By 1977, there were only four mares known to remain. These were bred to a Spanish mustang in Minnesota, thus saving the breed from extinction. They are still only about 170 strong, mostly in Canada. Seven are being cared for by an Ojibwe-founded and -led 501(c)(3) organization called The Humble Horse in Spring Valley.
Em Loerzel, founder of The Humble Horse, will share the story of these remarkable animals and how she came to be their caregiver during “Thursdays at the U” March 16 at the University of Wisconsin-Eau Claire – Barron County. The presentation will be from 12:30-1:30 p.m. in the Blue Hills Lecture Hall in Ritzinger Hall and will be livestreamed at ricelaketv.com.
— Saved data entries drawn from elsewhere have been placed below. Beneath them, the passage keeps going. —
//! Identity error types.

use thiserror::Error;

/// A failure reported by (or while reaching) the identity provider.
///
/// `Display` is the message shown to the user: the provider's own wording
/// for rejections, passed through unchanged.
#[derive(Debug, Clone, PartialEq, Eq, Error)]
pub enum ProviderError {
    /// The provider answered with an error (bad credentials, expired code,
    /// duplicate phone, ...).
    #[error("{message}")]
    Rejected { status: u16, message: String },

    /// The provider could not be reached or its answer could not be read.
    #[error("{0}")]
    Unavailable(String),
}

impl ProviderError {
    /// HTTP status of a rejection, if there was one.
    #[must_use]
    pub const fn status(&self) -> Option<u16> {
        match self {
            Self::Rejected { status, .. } => Some(*status),
            Self::Unavailable(_) => None,
        }
    }

    /// Whether the provider says the access token is already invalid, in
    /// which case the session is as good as terminated.
    #[must_use]
    pub const fn is_session_gone(&self) -> bool {
        matches!(self.status(), Some(401 | 403 | 404))
    }
}

/// Profile reconciliation failed after a successful verification.
///
/// Never shown to the user; logged and dropped by the caller.
#[derive(Debug, Error)]
pub enum ReconciliationError {
    /// The freshly verified user could not be fetched.
    #[error("failed to load verified user: {0}")]
    UserLookup(#[source] ProviderError),

    /// The profile row could not be written.
    #[error("failed to upsert profile: {0}")]
    Upsert(#[source] ProviderError),
}
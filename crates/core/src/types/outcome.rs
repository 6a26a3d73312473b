//! Uniform result of a form action.

use serde::{Deserialize, Serialize};

/// What a form action reports back to the page that submitted it.
///
/// On the wire this is the two-field shape `{ "error"?: ..., "success"?: ... }`.
/// The enum makes "both set" unrepresentable; `Idle` (neither set) is the
/// state before the first submission.
#[derive(Debug, Clone, PartialEq, Eq, Default, Serialize, Deserialize)]
#[serde(from = "OutcomeFields", into = "OutcomeFields")]
pub enum ActionOutcome {
    /// Nothing submitted yet.
    #[default]
    Idle,
    /// The action failed; message is user-facing.
    Error(String),
    /// The action succeeded; message is user-facing.
    Success(String),
}

impl ActionOutcome {
    /// Build an error outcome.
    #[must_use]
    pub fn error(message: impl Into<String>) -> Self {
        Self::Error(message.into())
    }

    /// Build a success outcome.
    #[must_use]
    pub fn success(message: impl Into<String>) -> Self {
        Self::Success(message.into())
    }

    /// Reduce an action result to an outcome, using the error's `Display`
    /// as the message.
    #[must_use]
    pub fn from_result<E: std::fmt::Display>(result: Result<&str, E>) -> Self {
        match result {
            Ok(message) => Self::success(message),
            Err(err) => Self::error(err.to_string()),
        }
    }

    /// The error message, if this is an error outcome.
    #[must_use]
    pub fn error_message(&self) -> Option<&str> {
        match self {
            Self::Error(message) => Some(message),
            _ => None,
        }
    }

    /// The success message, if this is a success outcome.
    #[must_use]
    pub fn success_message(&self) -> Option<&str> {
        match self {
            Self::Success(message) => Some(message),
            _ => None,
        }
    }

    /// Whether the action succeeded.
    #[must_use]
    pub const fn is_success(&self) -> bool {
        matches!(self, Self::Success(_))
    }

    /// Whether the action failed.
    #[must_use]
    pub const fn is_error(&self) -> bool {
        matches!(self, Self::Error(_))
    }
}

/// Wire representation of [`ActionOutcome`].
#[derive(Debug, Clone, Default, Serialize, Deserialize)]
struct OutcomeFields {
    #[serde(default, skip_serializing_if = "Option::is_none")]
    error: Option<String>,
    #[serde(default, skip_serializing_if = "Option::is_none")]
    success: Option<String>,
}

impl From<OutcomeFields> for ActionOutcome {
    // An error wins if a peer sends both.
    fn from(fields: OutcomeFields) -> Self {
        match (fields.error, fields.success) {
            (Some(error), _) => Self::Error(error),
            (None, Some(success)) => Self::Success(success),
            (None, None) => Self::Idle,
        }
    }
}

impl From<ActionOutcome> for OutcomeFields {
    fn from(outcome: ActionOutcome) -> Self {
        match outcome {
            ActionOutcome::Idle => Self::default(),
            ActionOutcome::Error(error) => Self {
                error: Some(error),
                success: None,
            },
            ActionOutcome::Success(success) => Self {
                error: None,
                success: Some(success),
            },
        }
    }
}

#[cfg(test)]
#[allow(clippy::unwrap_used)]
mod tests {
    use super::*;

    #[test]
    fn test_serializes_at_most_one_field() {
        let json = serde_json::to_value(ActionOutcome::success("Signed in.")).unwrap();
        assert_eq!(json, serde_json::json!({ "success": "Signed in." }));

        let json = serde_json::to_value(ActionOutcome::error("nope")).unwrap();
        assert_eq!(json, serde_json::json!({ "error": "nope" }));

        let json = serde_json::to_value(ActionOutcome::Idle).unwrap();
        assert_eq!(json, serde_json::json!({}));
    }

    #[test]
    fn test_deserialize_prefers_error() {
        let outcome: ActionOutcome =
            serde_json::from_str(r#"{"error":"bad","success":"good"}"#).unwrap();
        assert_eq!(outcome, ActionOutcome::error("bad"));
    }

    #[test]
    fn test_deserialize_empty_is_idle() {
        let outcome: ActionOutcome = serde_json::from_str("{}").unwrap();
        assert_eq!(outcome, ActionOutcome::Idle);
    }

    #[test]
    fn test_from_result() {
        let ok: Result<&str, String> = Ok("done");
        assert_eq!(ActionOutcome::from_result(ok), ActionOutcome::success("done"));

        let err: Result<&str, String> = Err("broken".to_owned());
        assert_eq!(ActionOutcome::from_result(err), ActionOutcome::error("broken"));
    }

    #[test]
    fn test_accessors() {
        let outcome = ActionOutcome::error("x");
        assert_eq!(outcome.error_message(), Some("x"));
        assert_eq!(outcome.success_message(), None);
        assert!(outcome.is_error());
        assert!(!outcome.is_success());
        assert!(!ActionOutcome::Idle.is_error());
    }
}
In addition to her work at The Humble Horse, Loerzel is a Ph.D. candidate at the University of Washington in Seattle, focusing on social welfare and intimate-partner violence of Native women.
The “Thursdays at the U” weekly series is free and open to the public thanks to support from the UW-Eau Claire – Barron County Foundation. Neither seating reservations nor parking permits are needed for campus guests. In addition to the livestream option, the recordings are archived on the “Thursdays at the U” webpage.
The next presentation in the series will be Thursday, March 30, with Janice Rice presenting “My Homelands: Echoes of My Ancestors.”